It is a basic truth of vintage hunting that sometimes you don’t find the object; the object finds you. Recently, I walked into a local charity shop and walked out with an entire, pristine 1970s tableware service for the absurd sum of eight pounds. Teapot, coffee pot, plates, bowls, cups, saucers, and even the matching salt and pepper shakers—the lot. It is a stunning set of Kernewek Pottery, featuring a heavy, high-gloss chocolate brown glaze topped with a thick, frothy "honeycomb" or "lava" drip rim. To find a fifty-piece earthenware set completely free of chips or scars after half a century is a minor miracle. It belongs to an era when kitchenware was built with an uncompromising, country-style permanence, meant to go straight from the oven to the family table.
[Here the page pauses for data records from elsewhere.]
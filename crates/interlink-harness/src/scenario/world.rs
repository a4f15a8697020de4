//! World state for scenario execution.
//!
//! The World owns both simulated ledgers and the relayer between them,
//! records what happened to every relay step, and exposes the queries the
//! oracles check.

use bytes::Bytes;
use interlink_core::{CommitmentStore, PacketError, SequenceStore};
use interlink_proto::{Height, OpaquePacketData, Order, Packet, PacketData};
use tracing::debug;

use crate::{
    model::{ObservableState, Operation, OperationError, OperationResult},
    relayer::{RelayError, Relayer},
    sim_chain::SimChain,
};

/// Relay step recorded by the world.
#[derive(Debug, Clone, PartialEq, Eq)]
pub enum StepKind {
    /// Packet sent on the source
    Send,
    /// Packet relayed to the destination
    Deliver,
    /// Acknowledgement relayed back and packet cleaned up
    Acknowledge,
}

/// Outcome of one recorded step.
#[derive(Debug, Clone, PartialEq, Eq)]
pub struct Step {
    /// What was attempted
    pub kind: StepKind,
    /// Sequence on success, error otherwise
    pub outcome: Result<u64, RelayError>,
}

/// Two ledgers, one channel, one relayer.
#[derive(Debug)]
pub struct World {
    ordering: Order,
    source: SimChain,
    destination: SimChain,
    relayer: Relayer,
    steps: Vec<Step>,
}

impl World {
    /// Create a world with a freshly opened channel.
    pub fn new(ordering: Order) -> Result<Self, String> {
        let (source, destination) = SimChain::connected_pair(ordering)?;
        Ok(Self { ordering, source, destination, relayer: Relayer::new(), steps: Vec::new() })
    }

    /// Channel ordering.
    pub fn ordering(&self) -> Order {
        self.ordering
    }

    /// Sending ledger.
    pub fn source(&self) -> &SimChain {
        &self.source
    }

    /// Mutable sending ledger.
    pub fn source_mut(&mut self) -> &mut SimChain {
        &mut self.source
    }

    /// Receiving ledger.
    pub fn destination(&self) -> &SimChain {
        &self.destination
    }

    /// Mutable receiving ledger.
    pub fn destination_mut(&mut self) -> &mut SimChain {
        &mut self.destination
    }

    /// Both ledgers at once, source first.
    pub fn chains_mut(&mut self) -> (&mut SimChain, &mut SimChain) {
        (&mut self.source, &mut self.destination)
    }

    /// Relayer between the ledgers.
    pub fn relayer(&self) -> &Relayer {
        &self.relayer
    }

    /// Every recorded step, in order.
    pub fn steps(&self) -> &[Step] {
        &self.steps
    }

    /// Number of successful steps of `kind`.
    pub fn successes(&self, kind: &StepKind) -> usize {
        self.steps.iter().filter(|step| &step.kind == kind && step.outcome.is_ok()).count()
    }

    /// Number of failed steps of `kind`.
    pub fn failures(&self, kind: &StepKind) -> usize {
        self.steps.iter().filter(|step| &step.kind == kind && step.outcome.is_err()).count()
    }

    /// Send `data` as the next packet on the source and queue it for
    /// relaying.
    pub fn send<D: PacketData>(&mut self, data: D) -> Result<u64, RelayError> {
        let outcome = self.try_send(data);
        self.steps.push(Step { kind: StepKind::Send, outcome: outcome.clone() });
        outcome
    }

    fn try_send<D: PacketData>(&mut self, data: D) -> Result<u64, RelayError> {
        let sequence = self
            .source
            .handler()
            .store()
            .next_sequence_send(self.source.port_id(), self.source.channel_id())
            .ok_or_else(|| RelayError::ChannelMissing(self.source.name().to_string()))?;
        let packet = Packet::new(
            data,
            sequence,
            self.source.port_id().clone(),
            self.source.channel_id().clone(),
            self.destination.port_id().clone(),
            self.destination.channel_id().clone(),
        );

        self.source.handler_mut().send_packet(&packet)?;
        self.source.commit();
        self.relayer.scan(&self.source)?;
        Ok(sequence)
    }

    /// Send an opaque payload timing out `ttl` blocks past the source's
    /// latest view of the destination.
    pub fn send_opaque(&mut self, data: impl Into<Bytes>, ttl: u64) -> Result<u64, RelayError> {
        let client_height = self.source.handler().keeper().client_height();
        let timeout = Height::new(client_height.value().saturating_add(ttl));
        self.send(OpaquePacketData::new(data, timeout))
    }

    /// Relay the pending packet at `index`.
    pub fn deliver(&mut self, index: usize) -> Result<u64, RelayError> {
        let outcome = self.relayer.deliver(index, &self.source, &mut self.destination);
        self.steps.push(Step { kind: StepKind::Deliver, outcome: outcome.clone() });
        outcome
    }

    /// Relay back the acknowledgement at `index`.
    pub fn acknowledge(&mut self, index: usize) -> Result<u64, RelayError> {
        let outcome = self.relayer.acknowledge(index, &mut self.source, &self.destination);
        self.steps.push(Step { kind: StepKind::Acknowledge, outcome: outcome.clone() });
        outcome
    }

    /// Deliver everything deliverable, oldest first, then relay back every
    /// acknowledgement. Packets that cannot be delivered stay pending.
    pub fn drain(&mut self) {
        let mut index = 0;
        while index < self.relayer.pending().len() {
            if self.deliver(index).is_err() {
                index += 1;
            }
        }
        while !self.relayer.delivered().is_empty() {
            if self.acknowledge(0).is_err() {
                break;
            }
        }
    }

    /// Apply a model operation to the real ledgers.
    pub fn apply(&mut self, op: &Operation) -> OperationResult {
        debug!(?op, "apply");
        match *op {
            Operation::Send { ttl, len } => {
                let payload: Vec<u8> = (0..len).collect();
                match self.send_opaque(payload, u64::from(ttl)) {
                    Ok(_) => OperationResult::Ok,
                    Err(RelayError::Packet(PacketError::PacketTimeout { .. })) => {
                        OperationResult::Error(OperationError::Timeout)
                    },
                    Err(RelayError::Packet(PacketError::InvalidPacket { .. })) => {
                        OperationResult::Error(OperationError::InvalidPacket)
                    },
                    Err(_) => OperationResult::Error(OperationError::Unexpected),
                }
            },
            Operation::Deliver { index } => match self.deliver(usize::from(index)) {
                Ok(_) => OperationResult::Ok,
                Err(RelayError::NothingToRelay) => {
                    OperationResult::Error(OperationError::NothingToRelay)
                },
                Err(RelayError::Packet(PacketError::PacketTimeout { .. })) => {
                    OperationResult::Error(OperationError::Timeout)
                },
                Err(RelayError::Packet(PacketError::InvalidPacket { .. })) => {
                    OperationResult::Error(OperationError::OutOfOrder)
                },
                Err(_) => OperationResult::Error(OperationError::Unexpected),
            },
            Operation::Acknowledge { index } => match self.acknowledge(usize::from(index)) {
                Ok(_) => OperationResult::Ok,
                Err(RelayError::NothingToRelay) => {
                    OperationResult::Error(OperationError::NothingToRelay)
                },
                Err(_) => OperationResult::Error(OperationError::Unexpected),
            },
            Operation::AdvanceDestination { blocks } => {
                self.destination.advance(u64::from(blocks));
                OperationResult::Ok
            },
        }
    }

    /// State comparable with the reference model.
    pub fn observable_state(&self) -> ObservableState {
        let source = self.source.handler();
        let destination = self.destination.handler();
        ObservableState {
            next_send: source
                .store()
                .next_sequence_send(self.source.port_id(), self.source.channel_id())
                .unwrap_or_default(),
            next_recv: destination
                .store()
                .next_sequence_recv(self.destination.port_id(), self.destination.channel_id())
                .unwrap_or_default(),
            in_flight: source.in_flight_sequences(self.source.port_id(), self.source.channel_id()),
            acknowledgements: destination.store().acknowledgement_count(),
            destination_height: self.destination.height().value(),
        }
    }

    /// True if every delivered packet has an acknowledgement commitment on
    /// the destination.
    pub fn acknowledgements_recorded(&self) -> bool {
        let store = self.destination.handler().store();
        self.relayer.delivered().iter().all(|delivered| {
            store
                .packet_acknowledgement(
                    self.destination.port_id(),
                    self.destination.channel_id(),
                    delivered.packet.sequence,
                )
                .is_some()
        })
    }
}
But objects are never just physical matter; they are vessels for memory, geography, and what the philosopher Jacques Derrida called hauntology—the idea that the past persists as a spectral trace in the present. The word Kernewek means Cornish, and this specific pottery was born in Goonhavern, Cornwall, where it was manufactured at Churchtown Farm starting in the late 1960s. For most collectors, it evokes a nostalgic, idealised mid-century British craft boom. For me, however, the name Goonhavern triggers a much sharper, deeply personal ghost. During the chaotic frontline of the 2020 global lockdown, I found myself entirely alone and street homeless, emergency-accommodated in a caravan at Goonhavern’s Monkey Tree holiday park.
To encounter this complete service years later in the Scottish Borders creates a profound sense of existential vertigo. When I was in Cornwall, I had only the bare essentials for survival: a rucksack, a tent, a portable stove, and a sleeping bag. I was operating in a state of radical impermanence, pouring every ounce of energy into keeping the elements at bay. A fragile, heavy fifty-piece ceramic set is the absolute antithesis of survival gear. It is baggage; it demands roots, secure cupboards, and the architectural guarantee that the shelf it sits on today will still be there tomorrow. It is an object of luxury that was entirely invisible to the solitary version of me huddling in that caravan.
There is a beautiful, material justice in the itinerary of this clay. The pottery bypassed my time in Cornwall entirely because a transit point is no place for roots. Instead, it migrated across the length of the island, waiting on a shelf until I had completed the long, epic journey north—a journey I survived by reframing the precarity of homelessness as an active, purposeful expedition. It was on this road north, while hitch-hiking, that the solitary journey transformed, and I met my partner, Charlie. In a spectacular twist of cosmic irony, Charlie used to be an antiques dealer right here in Selkirk. The set waited to materialise until the process was complete, delivering itself into our hands only when the road had led me to a decorated house, a stable tenancy, and a partner who spent a lifetime understanding the value and preservation of old things.
In a beautiful inversion of hauntology, I sometimes wonder if I have become the spectre haunting the pottery. For fifty years, this set existed in a sterile world of quiet domestic comfort. Now, my hands introduce a heavy history of survival into its pristine timeline. But this permanence is no longer a solitary burden or a fragile illusion that might shatter if life shifts again. It has become a collaborative project. Together, we have built four solid walls capable of holding this weight. We are no longer just keeping the cold out; we are actively enriching our lives, transforming separate, hard-won survival stories and professional histories into a single, shared foundation.
Ultimately, this eight-pound charity shop heist stands as a quiet monument to the road travelled. When we sit down to use this set, the room expands. We aren't just two people sitting in isolation; we are bringing the vast, crowded history of everyone we met along the way right to the table. Every soul who offered a flash of kindness, every vehicle that stopped to give a hitchhiker a lift, and every fellow traveller trying to survive the same freezing night travels within us. We carry them as traces in our minds, just as we exist as traces of resilience in theirs. This Cornish clay did not remain in Goonhavern, and neither did I. It sits rooted in the Borders now, a physical proof that the storm has passed, the process is complete, and the adventurer has finally come in from the cold.